Many GW students would say that they are most comfortable walking the halls of Congress or taking time to intern on a political campaign. But for Laura Henry, the place where she excels the most is the theater.
A senior graduating with a double major in dramatic literature and English, Henry differs from most of her class in this respect – she aims to pursue her future as a dramaturge.
Describing what a dramaturge does on a daily basis is not an easy task since, according to Henry, “it varies from person to person.” But what unites them all is a concentration on the research that underlies many theater productions.
“It’s more like the academic side of theater,” Henry said, adding that some typical responsibilities include ensuring the artistic integrity of plays by verifying that their content is historically accurate.
In addition, she said, they often participate in education outreach programs and “talkbacks” where they engage with the audience to gauge its opinion of a play.

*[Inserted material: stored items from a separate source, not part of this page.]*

impl FileDecoder {
    pub(crate) fn new(blocks: &Arc<FileBlockList>, options: &Options) -> Result<Self> {
        let h = blocks.first_block();

        let mut encrypted_no_key = false;
        let decrypt = if h.h.encrypted {
            match &h.key {
                Some(key) => Some(Decrypter::new(key, &h.iv)?),
                None => {
                    encrypted_no_key = true;
                    None
                }
            }
        } else {
            None
        };

        if h.dec_ver > DECODE_STORED {
            decompress::init(DecoderParams {
                version: h.dec_ver,
                win_size: h.win_size,
                reset: !h.h.solid,
                arc_solid: h.arc_solid,
                unpacked_size: h.h.unpacked_size,
            })?;
        }

        let limit = (h.h.unpacked_size >= 0 && !h.h.unknown_size).then(|| Limiter {
            size: h.h.unpacked_size as u64,
            offset: 0,
        });

        let skip_check = options.skip_check && !options.open_check;
        let checksum = match (&h.hash, skip_check) {
            (Some(hash), false) => Some(ChecksumVerifier::new(hash.clone(), h.hash_key.clone())),
            _ => None,
        };

        debug!(
            name = %h.h.name,
            encrypted = h.h.encrypted,
            limited = limit.is_some(),
            checked = checksum.is_some(),
            "decode stack assembled"
        );
        Ok(FileDecoder {
            encrypted_no_key,
            decrypt,
            limit,
            checksum,
            blocks: blocks.clone(),
        })
    }

    pub(crate) fn is_seek_transparent(&self) -> bool {
        !self.encrypted_no_key && self.checksum.is_none()
    }

    fn read_inner(&mut self, pr: &mut PackedFileReader, p: &mut [u8]) -> Result<usize> {
        match &mut self.decrypt {
            Some(d) => d.read(pr, p),
            None => pr.read(p),
        }
    }

    fn finish(&mut self, pr: &PackedFileReader) -> Result<()> {
        if let Some(c) = &mut self.checksum {
            c.finalize(pr.current(), &self.blocks)?;
        }
        Ok(())
    }

    /// Read decoded bytes; `Ok(0)` is end of file. The terminal read
    /// surfaces `ShortFile` or `BadFileChecksum` when applicable.
    pub(crate) fn read(&mut self, pr: &mut PackedFileReader, p: &mut [u8]) -> Result<usize> {
        if self.encrypted_no_key {
            return Err(RarError::ArchivedFileEncrypted);
        }
        if p.is_empty() {
            return Ok(0);
        }
        let remaining = self.limit.as_ref().map(|l| l.size - l.offset);
        if remaining == Some(0) {
            self.finish(pr)?;
            return Ok(0);
        }
        let cap = match remaining {
            Some(diff) => p.len().min(diff.min(usize::MAX as u64) as usize),
            None => p.len(),
        };
        let n = self.read_inner(pr, &mut p[..cap])?;
        if n == 0 {
            if let Some(l) = &self.limit {
                if l.offset < l.size {
                    return Err(RarError::ShortFile);
                }
            }
            self.finish(pr)?;
            return Ok(0);
        }
        if let Some(l) = &mut self.limit {
            l.offset += n as u64;
        }
        if let Some(c) = &mut self.checksum {
            c.update(&p[..n]);
        }
        Ok(n)
    }

    /// Reposition the decoded stream (stored files only; the caller has
    /// verified there is no decompressor in the stack).
    fn seek(&mut self, pr: &mut PackedFileReader, target: u64) -> Result<()> {
        match &mut self.decrypt {
            Some(d) => d.seek(pr, target)?,
            None => {
                pr.seek_packed(target)?;
            }
        }
        if let Some(l) = &mut self.limit {
            l.offset = target;
        }
        Ok(())
    }
}

/// An opened file inside the archive: the packed reader plus its decode
/// stack. Implements [`io::Read`], and [`io::Seek`] for stored files on
/// seekable sources once no checksum layer is active.
pub struct ArchiveFile {
    pr: PackedFileReader,
    dec: FileDecoder,
    blocks: Arc<FileBlockList>,
    pos: u64,
}

impl ArchiveFile {
    /// Open a file for random access through its block list, driving a
    /// fresh volume cursor.
    pub(crate) fn open(vm: &Arc<VolumeManager>, blocks: &Arc<FileBlockList>) -> Result<Self> {
        let h = blocks.first_block();
        if h.h.solid {
            return Err(RarError::SolidOpen);
        }
        let vol = vm.open_cursor(h.volnum)?;
        let mut pr = PackedFileReader::new(vol);
        pr.init(blocks.clone());
        pr.open_block(h, 0)?;
        let dec = FileDecoder::new(blocks, vm.options())?;
        Ok(ArchiveFile {
            pr,
            dec,
            blocks: blocks.clone(),
            pos: 0,
        })
    }

    /// Metadata of the opened file.
    pub fn header(&self) -> FileHeader {
        let first = self.blocks.first_block();
        let mut h = first.h.clone();
        h.part_number = first.blocknum;
        h.total_parts = self.blocks.len();
        h
    }

    /// True when this handle supports seeking: seekable volumes, stored
    /// data, and no pending checksum verification.
    pub fn is_seekable(&self) -> bool {
        self.pr.can_seek()
            && self.blocks.first_block().dec_ver == DECODE_STORED
            && self.dec.is_seek_transparent()
    }

    fn decoded_size(&mut self) -> Result<u64> {
        let h = self.blocks.first_block();
        if h.h.unpacked_size >= 0 && !h.h.unknown_size {
            return Ok(h.h.unpacked_size as u64);
        }
        // stored files without a declared size span their packed bytes
        self.pr.packed_size()
    }
}

impl Read for ArchiveFile {
    fn read(&mut self, buf: &mut [u8]) -> io::Result<usize> {
        let n = self.dec.read(&mut self.pr, buf)?;
        self.pos += n as u64;
        Ok(n)
    }
}

impl Seek for ArchiveFile {
    fn seek(&mut self, pos: SeekFrom) -> io::Result<u64> {
        if !self.pr.can_seek() {
            return Err(RarError::MultiVolume.into());
        }
        if !self.is_seekable() {
            return Err(io::Error::new(
                io::ErrorKind::Unsupported,
                "file stream does not support seeking",
            ));
        }
        let target = match pos {
            SeekFrom::Start(o) => Some(o),
            SeekFrom::Current(d) => self.pos.checked_add_signed(d),
            SeekFrom::End(d) => self.decoded_size()?.checked_add_signed(d),
        };
        let target = target.ok_or(RarError::Invalid)?;
        if target > self.decoded_size()? {
            return Err(RarError::Invalid.into());
        }
        self.dec.seek(&mut self.pr, target)?;
        self.pos = target;
        Ok(target)
    }
}

#[cfg(test)]
mod tests {
    use super::*;
    use crate::header::FileBlockHeader;

    fn stored_block(packed: i64, unpacked: i64) -> FileBlockHeader {
        let mut b = FileBlockHeader {
            first: true,
            last: true,
            ..Default::default()
        };
        b.h.name = "f".to_string();
        b.h.packed_size = packed;
        b.h.unpacked_size = unpacked;
        b
    }

    #[test]
    fn test_decoder_rejects_compressed_versions() {
        let mut b = stored_block(10, 10);
        b.dec_ver = 29;
        let blocks = FileBlockList::new(b);
        assert!(matches!(
            FileDecoder::new(&blocks, &Options::new()),
            Err(RarError::UnsupportedDecoder(29))
        ));
    }

    #[test]
    fn test_encrypted_without_key_builds_error_source() {
        let mut b = stored_block(16, 10);
        b.h.encrypted = true;
        let blocks = FileBlockList::new(b);
        let dec = FileDecoder::new(&blocks, &Options::new()).unwrap();
        assert!(dec.encrypted_no_key);
        assert!(!dec.is_seek_transparent());
    }

    #[test]
    fn test_limiter_only_when_size_known() {
        let blocks = FileBlockList::new(stored_block(10, 10));
        let dec = FileDecoder::new(&blocks, &Options::new()).unwrap();
        assert!(dec.limit.is_some());

        let mut unknown = stored_block(10, -1);
        unknown.h.unknown_size = true;
        let blocks = FileBlockList::new(unknown);
        let dec = FileDecoder::new(&blocks, &Options::new()).unwrap();
        assert!(dec.limit.is_none());
    }

    #[test]
    fn test_checksum_layer_respects_skip_check() {
        let mut b = stored_block(10, 10);
        b.hash = Some((HashKind::Crc32, vec![0; 4]));
        let blocks = FileBlockList::new(b);

        let dec = FileDecoder::new(&blocks, &Options::new()).unwrap();
        assert!(dec.checksum.is_some());

        let dec = FileDecoder::new(&blocks, &Options::new().skip_check(true)).unwrap();
        assert!(dec.checksum.is_none());

        // open_check re-enables verification
        let dec =
            FileDecoder::new(&blocks, &Options::new().skip_check(true).open_check(true)).unwrap();
        assert!(dec.checksum.is_some());
    }

    #[test]
    fn test_checksum_verifier_crc32() {
        let blocks = FileBlockList::new(stored_block(14, 14));
        let mut v = ChecksumVerifier::new(
            (HashKind::Crc32, 0xD6FD5D76u32.to_le_bytes().to_vec()),
            Vec::new(),
        );
        v.update(b"Hello, World!\n");
        assert!(v.finalize(None, &blocks).is_ok());
        // idempotent
        assert!(v.finalize(None, &blocks).is_ok());
    }

    #[test]
    fn test_checksum_verifier_mismatch_sticks() {
        let blocks = FileBlockList::new(stored_block(14, 14));
        let mut v = ChecksumVerifier::new(
            (HashKind::Crc32, 0xD6FD5D76u32.to_le_bytes().to_vec()),
            Vec::new(),
        );
        v.update(b"Hello, World?\n"); // one byte off
        assert!(matches!(
            v.finalize(None, &blocks),
            Err(RarError::BadFileChecksum)
        ));
        assert!(matches!(
            v.finalize(None, &blocks),
            Err(RarError::BadFileChecksum)
        ));
    }

    #[test]
    fn test_checksum_verifier_blake2sp() {
        let blocks = FileBlockList::new(stored_block(3, 3));
        let expected = blake2s_simd::blake2sp::blake2sp(b"abc");
        let mut v = ChecksumVerifier::new(
            (HashKind::Blake2sp, expected.as_bytes().to_vec()),
            Vec::new(),
        );
        v.update(b"a");
        v.update(b"bc");
        assert!(v.finalize(None, &blocks).is_ok());
    }

    #[test]
    fn test_keyed_checksum_folding() {
        let key = [7u8; 32];
        let digest = crc32fast::hash(b"data").to_le_bytes();
        let mac = hmac_sum(&key, &digest);
        let folded = fold_to_crc32(&mac);

        let mut b = stored_block(4, 4);
        b.hash = Some((HashKind::Crc32, folded.to_vec()));
        b.hash_key = key.to_vec();
        let blocks = FileBlockList::new(b.clone());

        let mut v = ChecksumVerifier::new((HashKind::Crc32, folded.to_vec()), key.to_vec());
        v.update(b"data");
        assert!(v.finalize(Some(&Arc::new(b)), &blocks).is_ok());
    }
}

Before coming to college, Henry knew she wanted to do something related to English. After a semester abroad in Rome and another in London – where she took a full set of literature courses including one at Shakespeare’s Globe – she solidified her desire to work as a dramaturge.
While abroad, she also worked for the Olney Theater Company, writing study guides for its education department. The company is based in the Maryland suburbs.
Contrary to what some may expect, Henry says GW was an optimal place for her to pursue dramaturgy. In spite of some criticism that the arts at GW are underrepresented, she reports having an overall positive experience of her time in D.C..
“It’s true that the arts get less attention here, but GW is good for getting a wide-ranging education, and the regional theater scene in D.C. is great,” said Henry, who had a GPA in the top two percent of her class.
This summer she plans to enter a graduate program at Harvard University’s Institute for Advanced Theater Training, where she will be part of a four-person class that will take her to Moscow for three months.
After that, she says she would most like to work in a theater setting doing, dramaturgical research or theater administration. And this is not the only possibility – she says she could also see herself as a theater critic, though she noted that the number of people in that area is dwindling.
For now, she is looking ahead to graduate school and the opportunity to study in thousands of miles away with a great deal of anticipation.
“I’m going to try and see as much theater as possible,” said Henry.